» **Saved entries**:
--- START ---
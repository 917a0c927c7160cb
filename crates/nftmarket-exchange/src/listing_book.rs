//! The listing registry.
//!
//! Uses a `BTreeMap<AssetKey, Listing>` so iteration is ordered by contract
//! then token. An auxiliary `HashMap<Address, BTreeSet<AssetKey>>` indexes
//! listings per seller.
//!
//! At most one listing exists per [`AssetKey`]: `insert` refuses a key that
//! is already present.

use std::collections::{BTreeMap, BTreeSet, HashMap};

use nftmarket_types::{Address, Amount, AssetKey, Listing, MarketError, Result};

/// Active listings keyed by asset.
#[derive(Debug, Default)]
pub struct ListingBook {
    listings: BTreeMap<AssetKey, Listing>,
    /// Fast lookup: seller -> listed assets.
    by_seller: HashMap<Address, BTreeSet<AssetKey>>,
}

impl ListingBook {
    #[must_use]
    pub fn new() -> Self {
        Self::default()
    }

    // =================================================================
    // Mutation
    // =================================================================

    /// Add a listing for `asset`.
    pub fn insert(&mut self, asset: AssetKey, listing: Listing) -> Result<()> {
        if self.listings.contains_key(&asset) {
            return Err(MarketError::AlreadyListed(asset));
        }
        self.by_seller
            .entry(listing.seller)
            .or_default()
            .insert(asset);
        self.listings.insert(asset, listing);
        Ok(())
    }

    /// Remove and return the listing for `asset`.
    pub fn remove(&mut self, asset: &AssetKey) -> Result<Listing> {
        let listing = self
            .listings
            .remove(asset)
            .ok_or(MarketError::NotListed(*asset))?;

        if let Some(assets) = self.by_seller.get_mut(&listing.seller) {
            assets.remove(asset);
            if assets.is_empty() {
                self.by_seller.remove(&listing.seller);
            }
        }
        Ok(listing)
    }

    /// Replace the price of an existing listing and refresh `listed_at`.
    pub fn reprice(&mut self, asset: &AssetKey, price: Amount) -> Result<&Listing> {
        let listing = self
            .listings
            .get_mut(asset)
            .ok_or(MarketError::NotListed(*asset))?;
        listing.reprice(price);
        Ok(listing)
    }

    // =================================================================
    // Queries
    // =================================================================

    #[must_use]
    pub fn get(&self, asset: &AssetKey) -> Option<&Listing> {
        self.listings.get(asset)
    }

    #[must_use]
    pub fn contains(&self, asset: &AssetKey) -> bool {
        self.listings.contains_key(asset)
    }

    /// All listings in key order.
    pub fn iter(&self) -> impl Iterator<Item = (&AssetKey, &Listing)> {
        self.listings.iter()
    }

    /// Assets currently listed by `seller`, in key order.
    #[must_use]
    pub fn listings_by(&self, seller: Address) -> Vec<AssetKey> {
        self.by_seller
            .get(&seller)
            .map(|assets| assets.iter().copied().collect())
            .unwrap_or_default()
    }

    #[must_use]
    pub fn len(&self) -> usize {
        self.listings.len()
    }

    #[must_use]
    pub fn is_empty(&self) -> bool {
        self.listings.is_empty()
    }
}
--- END ---
Based on the records above, count the lines in which "Result" occurs and provide only the number.

4